- Directed by: Thierry Notz
- Written by: Mark Lee
- Produced by: Matt Salinger
- Starring: Matt Salinger
- Cinematography: Bruce Dorfman
- Edited by: Brent A. Schoenfeld
- Music by: Kennard Ramsey
- Release date: 1994;
- Running time: 107 minutes
- Country: United States
- Language: English

= Fortunes of War (film) =

Fortunes of War is a 1994 direct-to-video action film filmed in the Philippines directed by Thierry Notz that was produced by as well as starring Matt Salinger.

==Plot==
Freelance international humanitarian aid worker Peter Kernan quits his work in Thailand in disgust due to the political machinations that he feels is not helping the people who deserve aid.
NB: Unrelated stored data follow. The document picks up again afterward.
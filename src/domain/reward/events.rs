//! Reward domain events.

use chrono::NaiveDate;
use serde::{Deserialize, Serialize};

use crate::domain::foundation::{domain_event, DistanceKm, EventId, Timestamp, UserId};

/// Published once per user and day when the daily goal is first reached.
#[derive(Debug, Clone, PartialEq, Eq, Serialize, Deserialize)]
pub struct DailyGoalAchieved {
    pub event_id: EventId,
    pub user_id: UserId,
    pub date: NaiveDate,
    pub total_distance_km: DistanceKm,
    pub goal_distance_km: DistanceKm,
    pub points: u32,
    /// The journey event whose contribution crossed the goal.
    pub source_event_id: EventId,
    pub occurred_at: Timestamp,
}

domain_event!(
    DailyGoalAchieved,
    event_type = "reward.daily_goal_achieved",
    aggregate_id = user_id,
    aggregate_type = "DailyRewardProgress",
    occurred_at = occurred_at,
    event_id = event_id
);
//! Redis configuration

use serde::Deserialize;
use std::time::Duration;

use crate::adapters::redis::RedisStreamConfig;

use super::error::ValidationError;

/// Redis Streams broker and connection registry configuration
#[derive(Debug, Clone, Deserialize)]
pub struct RedisConfig {
    /// Redis connection URL
    pub url: String,

    /// Prefix for stream keys (`{prefix}{event_type}`)
    #[serde(default = "default_stream_prefix")]
    pub stream_prefix: String,

    /// Consumer group shared by all instances
    #[serde(default = "default_consumer_group")]
    pub consumer_group: String,

    /// Consumer name, unique per process
    #[serde(default = "default_consumer_name")]
    pub consumer_name: String,

    /// Entries read per XREADGROUP call
    #[serde(default = "default_read_count")]
    pub read_count: usize,

    /// XREADGROUP block time in milliseconds
    #[serde(default = "default_block_ms")]
    pub block_ms: u64,

    /// Approximate stream length cap, 0 disables trimming
    #[serde(default = "default_max_len")]
    pub max_len: usize,

    /// Entries idle this long in another consumer's pending list are claimed,
    /// in seconds. 0 disables claiming.
    #[serde(default = "default_claim_min_idle")]
    pub claim_min_idle_secs: u64,

    /// Lifetime of a realtime connection registration in seconds
    #[serde(default = "default_connection_ttl")]
    pub connection_ttl_secs: u64,
}

impl RedisConfig {
    pub fn block(&self) -> Duration {
        Duration::from_millis(self.block_ms)
    }

    pub fn claim_min_idle(&self) -> Option<Duration> {
        (self.claim_min_idle_secs > 0).then(|| Duration::from_secs(self.claim_min_idle_secs))
    }

    pub fn connection_ttl(&self) -> Duration {
        Duration::from_secs(self.connection_ttl_secs)
    }

    /// Settings for the stream bus.
    pub fn stream_config(&self) -> RedisStreamConfig {
        RedisStreamConfig {
            stream_prefix: self.stream_prefix.clone(),
            consumer_group: self.consumer_group.clone(),
            consumer_name: self.consumer_name.clone(),
            read_count: self.read_count,
            block: self.block(),
            max_len: (self.max_len > 0).then_some(self.max_len),
            claim_min_idle: self.claim_min_idle(),
            ..RedisStreamConfig::default()
        }
    }

    /// Validate Redis configuration
    pub fn validate(&self) -> Result<(), ValidationError> {
        if self.url.is_empty() {
            return Err(ValidationError::MissingRequired("JOURNEY_SYNC__REDIS__URL"));
        }
        if !self.url.starts_with("redis://") && !self.url.starts_with("rediss://") {
            return Err(ValidationError::InvalidRedisUrl);
        }
        if self.consumer_group.is_empty() {
            return Err(ValidationError::MissingRequired("JOURNEY_SYNC__REDIS__CONSUMER_GROUP"));
        }
        if self.consumer_name.is_empty() {
            return Err(ValidationError::MissingRequired("JOURNEY_SYNC__REDIS__CONSUMER_NAME"));
        }
        if self.read_count == 0 {
            return Err(ValidationError::MustBePositive("redis.read_count"));
        }
        if self.connection_ttl_secs == 0 {
            return Err(ValidationError::MustBePositive("redis.connection_ttl_secs"));
        }
        Ok(())
    }
}

impl Default for RedisConfig {
    fn default() -> Self {
        Self {
            url: String::new(),
            stream_prefix: default_stream_prefix(),
            consumer_group: default_consumer_group(),
            consumer_name: default_consumer_name(),
            read_count: default_read_count(),
            block_ms: default_block_ms(),
            max_len: default_max_len(),
            claim_min_idle_secs: default_claim_min_idle(),
            connection_ttl_secs: default_connection_ttl(),
        }
    }
}

fn default_stream_prefix() -> String {
    "journey-sync:".to_string()
}

fn default_consumer_group() -> String {
    "journey-sync".to_string()
}

fn default_consumer_name() -> String {
    "consumer-1".to_string()
}

fn default_read_count() -> usize {
    50
}

fn default_block_ms() -> u64 {
    2000
}

fn default_max_len() -> usize {
    100_000
}

fn default_claim_min_idle() -> u64 {
    60
}

fn default_connection_ttl() -> u64 {
    60
}
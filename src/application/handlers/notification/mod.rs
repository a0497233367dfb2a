//! Notification handlers.

mod notification_fanout;

pub use notification_fanout::{FanoutReport, NotificationFanout};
He finds himself in a quandary as his own relief efforts have left him destitute and owing his friend Canadian diplomatic officer Carl Pimmler a large amount of money. Pimmler has realised he will never be adequately rewarded for being a minor government diplomatic officer and offers Kernan a piece of his action. Kernan will drive an army truck loaded with medical supplies into Cambodia where he will be paid in gold bullion by a local warlord. Pimmler has the power to provide the relevant documents for Kernan's mission with Pimmler's business associate Border Patrol Police Colonel Shan providing an escort of a lieutenant and a squad of soldiers in two jeeps. Accompanying Kernan will be Pimmler's wife Johanna a surgeon who has recently returned from Burma where she provided medical aid to the local populace.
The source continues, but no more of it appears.